Feed represents the mind-bending sci fi.  It tells of a future where nearly everybody has a direct link installed into their brain at birth.  This “feed” links them to something like the World Wide Web, only more.

People are constantly fed sitcoms, commercials, and facts that one might otherwise have to remember for a test.  Walking through a mall (or anywhere things are for sale) people are “bannered” by the different products, sometimes to the point where they can’t even talk to the real people around them. 

The result of all this instant knowledge is that the teens in this story have lost much of their ability or desire to think for themselves.  They’re too busy trying desperately to have all the fun that the feed keeps telling them is out there. 

Titus and his friends head for the moon for spring break and end up at a party.  They chat among themselves, relying heavily on phrases such as, “I was going like,…”, “I’m so null,” “He was like,…”, and a few choice words well-known to teens today.

They can also instant message each other without moving a finger, no cell phones required.  So, they have private chats in the middle of public conversations, talking behind each other’s backs right there in front of their faces!

In the midst of the party, the girls are notified via their feed that hairstyles have changed, so they head off to the bathroom for an update.  One cannot be left behind by fashion! 

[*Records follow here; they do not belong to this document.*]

// Interval Classifier Tests
//
// Includes property tests for the partition invariant: the intervals cover
// the real line without gaps or overlaps.

use crate::intervals::{
    classify, normalize_breakpoints, representative_points, Concavity, Interval, Monotonicity,
};
use proptest::prelude::*;

fn first_derivative(x: f64) -> Result<f64, ()> {
    Ok(3.0 * x * x - 6.0 * x)
}

// ==================== BREAKPOINTS ====================

#[test]
fn test_normalize_breakpoints() {
    let points = normalize_breakpoints(&[2.0, f64::NAN, 0.0, 2.0, f64::INFINITY]);
    assert_eq!(points, vec![0.0, 2.0]);
}

#[test]
fn test_representative_points() {
    assert_eq!(representative_points(&[]), vec![0.0]);
    assert_eq!(representative_points(&[1.0]), vec![0.0, 2.0]);
    assert_eq!(representative_points(&[0.0, 2.0]), vec![-1.0, 1.0, 3.0]);
}

// ==================== LABELS ====================

#[test]
fn test_no_breakpoints_single_interval() {
    let intervals: Vec<Interval<Monotonicity>> = classify(|_| Ok::<f64, ()>(1.0), &[]);
    assert_eq!(
        intervals,
        vec![Interval {
            lower: None,
            upper: None,
            label: Monotonicity::Increasing,
        }]
    );
}

#[test]
fn test_cubic_monotonicity() {
    let intervals: Vec<Interval<Monotonicity>> = classify(first_derivative, &[0.0, 2.0]);
    let labels: Vec<_> = intervals.iter().map(|i| i.label).collect();
    assert_eq!(
        labels,
        vec![
            Monotonicity::Increasing,
            Monotonicity::Decreasing,
            Monotonicity::Increasing
        ]
    );
    assert_eq!(intervals[1].lower, Some(0.0));
    assert_eq!(intervals[1].upper, Some(2.0));
}

#[test]
fn test_cubic_concavity() {
    let intervals: Vec<Interval<Concavity>> = classify(|x| Ok::<f64, ()>(6.0 * x - 6.0), &[1.0]);
    let labels: Vec<_> = intervals.iter().map(|i| i.label).collect();
    assert_eq!(labels, vec![Concavity::Concave, Concavity::Convex]);
}

#[test]
fn test_zero_is_decreasing_and_concave() {
    let mono: Vec<Interval<Monotonicity>> = classify(|_| Ok::<f64, ()>(0.0), &[]);
    assert_eq!(mono[0].label, Monotonicity::Decreasing);
    let conc: Vec<Interval<Concavity>> = classify(|_| Ok::<f64, ()>(0.0), &[]);
    assert_eq!(conc[0].label, Concavity::Concave);
}

#[test]
fn test_failure_and_nan_are_undefined() {
    let failed: Vec<Interval<Monotonicity>> = classify(|_| Err("outside domain"), &[]);
    assert_eq!(failed[0].label, Monotonicity::Undefined);
    let nan: Vec<Interval<Concavity>> = classify(|_| Ok::<f64, ()>(f64::NAN), &[]);
    assert_eq!(nan[0].label, Concavity::Undefined);
}

#[test]
fn test_display() {
    let intervals: Vec<Interval<Monotonicity>> = classify(first_derivative, &[0.0, 2.0]);
    assert_eq!(intervals[0].to_string(), "(-∞, 0) increasing");
    assert_eq!(intervals[2].to_string(), "(2, ∞) increasing");
}

// ==================== PARTITION PROPERTIES ====================

proptest! {
    #[test]
    fn prop_intervals_partition_real_line(
        breakpoints in prop::collection::vec(-1e6f64..1e6, 0..12),
    ) {
        let intervals: Vec<Interval<Monotonicity>> =
            classify(|x| Ok::<f64, ()>(x.sin()), &breakpoints);
        let normalized = normalize_breakpoints(&breakpoints);

        prop_assert_eq!(intervals.len(), normalized.len() + 1);
        prop_assert_eq!(intervals[0].lower, None);
        prop_assert_eq!(intervals[intervals.len() - 1].upper, None);

        for pair in intervals.windows(2) {
            prop_assert_eq!(pair[0].upper, pair[1].lower);
        }
        for interval in &intervals {
            if let (Some(lo), Some(hi)) = (interval.lower, interval.upper) {
                prop_assert!(lo < hi);
            }
        }
    }

    #[test]
    fn prop_representatives_inside_their_interval(
        breakpoints in prop::collection::vec(-1e3f64..1e3, 0..12),
    ) {
        let normalized = normalize_breakpoints(&breakpoints);
        let representatives = representative_points(&normalized);
        let intervals: Vec<Interval<Monotonicity>> =
            classify(|_| Ok::<f64, ()>(1.0), &normalized);

        for (interval, x) in intervals.iter().zip(representatives) {
            prop_assert!(interval.contains(x));
        }
    }

    #[test]
    fn prop_duplicates_do_not_add_intervals(
        breakpoints in prop::collection::vec(-100i32..100, 0..8),
    ) {
        let points: Vec<f64> = breakpoints.iter().map(|&b| b as f64).collect();
        let doubled: Vec<f64> = points.iter().chain(&points).copied().collect();
        let once: Vec<Interval<Monotonicity>> = classify(|_| Ok::<f64, ()>(1.0), &points);
        let twice: Vec<Interval<Monotonicity>> = classify(|_| Ok::<f64, ()>(1.0), &doubled);
        prop_assert_eq!(once, twice);
    }
}
// Function analysis pipeline
//
// parse -> simplify -> f', f'' -> excluded points -> critical points ->
// inflection points -> intervals -> asymptotes -> samples
//
// Any error aborts the whole call; a partial report is never returned.

use crate::asymptotes::{excluded_points, find_asymptotes, Asymptotes};
use crate::config::AnalysisConfig;
use crate::derivative::derivative;
use crate::error::{AnalysisError, AnalysisResult};
use crate::eval::evaluate;
use crate::intervals::{classify, Concavity, Interval, Monotonicity};
use crate::rational::Rational;
use crate::roots::{snap, solve_roots};
use crate::sampler::{sample, Sample};
use crate::simplify::simplify;
use parser::ast::Expr;
use serde::Serialize;
use std::fmt;
use tracing::{debug, warn};

/// Text and LaTeX renderings of one expression
#[derive(Debug, Clone, PartialEq, Serialize)]
pub struct Formula {
    pub text: String,
    pub latex: String,
}

impl Formula {
    pub fn of(expr: &Expr) -> Self {
        Formula {
            text: expr.to_string(),
            latex: expr.to_latex(),
        }
    }
}

#[derive(Debug, Clone, Copy, PartialEq, Eq, Serialize)]
#[serde(rename_all = "kebab-case")]
pub enum CriticalKind {
    LocalMin,
    LocalMax,
    /// Second derivative zero or not finite at the point
    Undetermined,
}

impl fmt::Display for CriticalKind {
    fn fmt(&self, f: &mut fmt::Formatter<'_>) -> fmt::Result {
        match self {
            CriticalKind::LocalMin => write!(f, "local min"),
            CriticalKind::LocalMax => write!(f, "local max"),
            CriticalKind::Undetermined => write!(f, "undetermined"),
        }
    }
}

#[derive(Debug, Clone, Copy, PartialEq, Serialize)]
pub struct CriticalPoint {
    pub x: f64,
    pub y: f64,
    pub kind: CriticalKind,
}

#[derive(Debug, Clone, Copy, PartialEq, Serialize)]
pub struct InflectionPoint {
    pub x: f64,
    pub y: f64,
}

/// Diagnostics that do not abort the analysis
#[derive(Debug, Clone, Copy, PartialEq, Eq, Serialize)]
#[serde(tag = "kind", rename_all = "kebab-case")]
pub enum Note {
    /// The derivative is not a rational function; its zeros were not searched
    DerivativeNotRational { order: u8 },
    /// The derivative is identically zero; it has no isolated zeros
    DerivativeVanishes { order: u8 },
}

impl fmt::Display for Note {
    fn fmt(&self, f: &mut fmt::Formatter<'_>) -> fmt::Result {
        let name = |order: u8| if order == 1 { "f'" } else { "f''" };
        match self {
            Note::DerivativeNotRational { order } => write!(
                f,
                "{} is not a rational function of x; its zeros were not searched",
                name(*order)
            ),
            Note::DerivativeVanishes { order } => {
                write!(f, "{} is identically zero", name(*order))
            }
        }
    }
}

#[derive(Debug, Clone, PartialEq, Serialize)]
pub struct Analysis {
    #[serde(skip)]
    pub expr: Expr,
    #[serde(skip)]
    pub first: Expr,
    #[serde(skip)]
    pub second: Expr,

    pub function: Formula,
    pub derivative: Formula,
    pub second_derivative: Formula,

    /// Points outside the domain from vanishing denominators
    pub excluded: Vec<f64>,
    pub critical_points: Vec<CriticalPoint>,
    pub inflection_points: Vec<InflectionPoint>,
    pub monotonicity: Vec<Interval<Monotonicity>>,
    pub concavity: Vec<Interval<Concavity>>,
    pub asymptotes: Asymptotes,
    pub samples: Vec<Sample>,
    pub notes: Vec<Note>,
}

/// Zeros of a derivative
enum Zeros {
    Points(Vec<f64>),
    /// Identically zero
    Everywhere,
    NotRational,
}

pub fn analyze(text: &str, config: &AnalysisConfig) -> AnalysisResult<Analysis> {
    let expr = parser::parse(text)?;
    debug!(input = text, parsed = %expr, "parsed expression");
    analyze_expr(&expr, config)
}

pub fn analyze_expr(parsed: &Expr, config: &AnalysisConfig) -> AnalysisResult<Analysis> {
    let mode = config.angle_mode;

    let expr = simplify(parsed);
    let first = derivative(&expr, mode);
    let second = derivative(&first, mode);
    debug!(f = %expr, f1 = %first, f2 = %second, "derivatives");

    // Holes of the original text count, even when simplification cancels them
    let excluded = excluded_points(parsed);
    debug!(?excluded, "excluded points");

    let mut notes = Vec::new();

    let critical_xs = match zeros_of(&first, config, &excluded)? {
        Zeros::Points(xs) => xs,
        Zeros::Everywhere => {
            notes.push(Note::DerivativeVanishes { order: 1 });
            Vec::new()
        }
        Zeros::NotRational => {
            notes.push(Note::DerivativeNotRational { order: 1 });
            Vec::new()
        }
    };

    let critical_points = critical_xs
        .iter()
        .map(|&x| {
            let y = value_at(&expr, x, config)?;
            let curvature = value_at(&second, x, config)?;
            let kind = if !curvature.is_finite() || curvature.abs() <= config.zero_tolerance {
                CriticalKind::Undetermined
            } else if curvature > 0.0 {
                CriticalKind::LocalMin
            } else {
                CriticalKind::LocalMax
            };
            Ok(CriticalPoint { x, y, kind })
        })
        .collect::<AnalysisResult<Vec<_>>>()?;
    debug!(count = critical_points.len(), "critical points");

    let inflection_xs = match zeros_of(&second, config, &excluded)? {
        Zeros::Points(xs) => xs,
        Zeros::Everywhere => {
            notes.push(Note::DerivativeVanishes { order: 2 });
            Vec::new()
        }
        Zeros::NotRational => {
            notes.push(Note::DerivativeNotRational { order: 2 });
            Vec::new()
        }
    };

    let inflection_points = inflection_xs
        .iter()
        .map(|&x| Ok(InflectionPoint { x, y: value_at(&expr, x, config)? }))
        .collect::<AnalysisResult<Vec<_>>>()?;
    debug!(count = inflection_points.len(), "inflection points");

    let with_excluded = |xs: &[f64]| [xs, excluded.as_slice()].concat();
    let monotonicity = classify(
        |x| evaluate(&first, x, mode),
        &with_excluded(&critical_xs),
    );
    let concavity = classify(
        |x| evaluate(&second, x, mode),
        &with_excluded(&inflection_xs),
    );

    let asymptotes = find_asymptotes(&expr, &excluded, mode);
    debug!(
        vertical = ?asymptotes.vertical,
        left = %asymptotes.limit_left,
        right = %asymptotes.limit_right,
        "asymptotes"
    );

    let points_of_interest: Vec<f64> = critical_xs
        .iter()
        .chain(&inflection_xs)
        .chain(&asymptotes.vertical)
        .copied()
        .collect();
    let samples = sample(&expr, &points_of_interest, config.sample_count, config);
    if samples.is_empty() {
        warn!(f = %expr, "no finite samples in the chart window");
    }

    for note in &notes {
        debug!(%note, "note");
    }

    Ok(Analysis {
        function: Formula::of(&expr),
        derivative: Formula::of(&first),
        second_derivative: Formula::of(&second),
        expr,
        first,
        second,
        excluded,
        critical_points,
        inflection_points,
        monotonicity,
        concavity,
        asymptotes,
        samples,
        notes,
    })
}

fn value_at(expr: &Expr, x: f64, config: &AnalysisConfig) -> AnalysisResult<f64> {
    evaluate(expr, x, config.angle_mode)
        .map(snap)
        .map_err(|source| AnalysisError::Evaluation { x, source })
}

/// Zeros of a derivative that are not poles or excluded points
fn zeros_of(derivative: &Expr, config: &AnalysisConfig, excluded: &[f64]) -> AnalysisResult<Zeros> {
    let Some(rational) = Rational::from_expr(derivative) else {
        return Ok(Zeros::NotRational);
    };
    if rational.numerator.is_zero() {
        return Ok(Zeros::Everywhere);
    }

    let roots = solve_roots(&rational.numerator, config.root_strategy)?;
    let poles = rational.poles();
    let outside = |x: &f64| {
        poles
            .iter()
            .chain(excluded)
            .any(|p| (p - x).abs() <= config.zero_tolerance)
    };
    Ok(Zeros::Points(roots.into_iter().filter(|x| !outside(x)).collect()))
}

In fact, the skin lesions everyone is developing are turning into fashion statements, too.  The more you have the more stylish you are, so people fake extra lesions in the name of beauty.

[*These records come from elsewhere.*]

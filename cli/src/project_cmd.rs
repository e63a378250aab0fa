use anyhow::Context;
use anyhow::Result;
use anyhow::bail;
use clap::Parser;
use showcase_client::FileProjectSource;
use showcase_client::HttpProjectSource;
use showcase_client::ProjectSource;
use showcase_client::RecordStore;
use showcase_client::RefreshOutcome;
use showcase_client::Session;
use showcase_discovery::ProjectRecord;

use crate::SourceArgs;
use crate::config::AppConfig;
use crate::print_json;
use crate::render::Renderer;

#[derive(Debug, Parser)]
pub struct ShowArgs {
    /// Project id
    #[arg(value_name = "ID")]
    pub id: String,

    #[command(flatten)]
    pub source: SourceArgs,

    /// Print the record as JSON
    #[arg(long)]
    pub json: bool,
}

#[derive(Debug, Parser)]
pub struct SessionArgs {
    /// Signed-in user id
    #[arg(long, value_name = "USER_ID")]
    pub user: String,

    /// Bearer token for the backend
    #[arg(long, env = "SHOWCASE_TOKEN", value_name = "TOKEN", hide_env_values = true)]
    pub token: Option<String>,
}

impl SessionArgs {
    pub fn session(&self) -> Session {
        let session = Session::new(self.user.as_str());
        match &self.token {
            Some(token) => session.with_token(token.as_str()),
            None => session,
        }
    }
}

#[derive(Debug, Parser)]
pub struct MineArgs {
    #[command(flatten)]
    pub session: SessionArgs,

    #[command(flatten)]
    pub source: SourceArgs,

    /// Print the records as JSON
    #[arg(long)]
    pub json: bool,
}

#[derive(Debug, Parser)]
pub struct DeleteArgs {
    /// Project id
    #[arg(value_name = "ID")]
    pub id: String,

    /// Bearer token for the backend; the request carries no user id
    #[arg(long, env = "SHOWCASE_TOKEN", value_name = "TOKEN", hide_env_values = true)]
    pub token: Option<String>,
}

impl DeleteArgs {
    fn session(&self) -> Option<Session> {
        let token = self.token.as_deref()?;
        Some(Session::new(String::new()).with_token(token))
    }
}

pub async fn run_show(config: &AppConfig, args: ShowArgs) -> Result<()> {
    let found = match &args.source.from_file {
        Some(path) => FileProjectSource::new(path).fetch_by_id(&args.id).await,
        None => HttpProjectSource::new(&config.client)?.fetch_by_id(&args.id).await,
    }
    .with_context(|| format!("fetch project {}", args.id))?;
    let Some(project) = found else {
        bail!("project {} not found", args.id);
    };
    if args.json {
        return print_json(&project);
    }
    print!("{}", Renderer::for_stdout().project(&project));
    Ok(())
}

pub async fn run_mine(config: &AppConfig, args: MineArgs) -> Result<()> {
    let session = args.session.session();
    let projects: Vec<ProjectRecord> = match &args.source.from_file {
        Some(path) => FileProjectSource::new(path).fetch_for_session(&session).await,
        None => {
            HttpProjectSource::new(&config.client)?
                .with_session(session.clone())
                .fetch_for_session(&session)
                .await
        }
    }
    .with_context(|| format!("fetch projects for user {}", session.user_id))?;
    if args.json {
        return print_json(&projects);
    }
    print!("{}", Renderer::for_stdout().project_list(&projects));
    Ok(())
}

pub async fn run_delete(config: &AppConfig, args: DeleteArgs) -> Result<()> {
    let mut source = HttpProjectSource::new(&config.client)?;
    if let Some(session) = args.session() {
        source = source.with_session(session);
    }
    let store = RecordStore::new(source);
    let outcome = store
        .delete_and_refresh(&args.id)
        .await
        .with_context(|| format!("delete project {}", args.id))?;
    match outcome {
        RefreshOutcome::Replaced { records, .. } => {
            println!("Deleted {}; {records} projects remain", args.id);
        }
        RefreshOutcome::AlreadyInFlight => println!("Deleted {}", args.id),
    }
    Ok(())
}
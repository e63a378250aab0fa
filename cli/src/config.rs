use anyhow::Context;
use anyhow::Result;
use serde::Deserialize;
use serde::Serialize;
use showcase_client::ClientConfig;
use showcase_discovery::DiscoveryConfig;
use std::path::Path;

pub const API_URL_ENV: &str = "SHOWCASE_API_URL";

/// Contents of the optional `showcase.toml`.
#[derive(Debug, Clone, Default, PartialEq, Eq, Serialize, Deserialize)]
pub struct AppConfig {
    #[serde(default)]
    pub discovery: DiscoveryConfig,

    #[serde(default)]
    pub client: ClientConfig,
}

impl AppConfig {
    /// Reads `path` when given, applies the environment override, and
    /// validates both sections.
    pub fn resolve(path: Option<&Path>, api_url: Option<String>) -> Result<Self> {
        let mut config = match path {
            Some(path) => {
                let raw = std::fs::read_to_string(path)
                    .with_context(|| format!("read config {}", path.display()))?;
                toml::from_str(&raw).with_context(|| format!("parse config {}", path.display()))?
            }
            None => Self::default(),
        };
        if let Some(url) = api_url.filter(|url| !url.trim().is_empty()) {
            config.client.base_url = url;
        }
        config.discovery.validate().context("invalid [discovery] config")?;
        config.client.validate().context("invalid [client] config")?;
        Ok(config)
    }
}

Titus, however, is not finding everything to be as much “goldy and sparkling” fun as billed by all the commercials coming through his feed.  Maybe that’s why he’s intrigued by a girl he meets at the party who’s not like everybody else.  A girl who doesn’t (maybe can’t) let the feed take total control of her mind.

Titus’s relationship with this girl forces him to face some realities about the feed and the risks it entails.  But it’s a lot for one guy to wrap his electronically-bombarded head around.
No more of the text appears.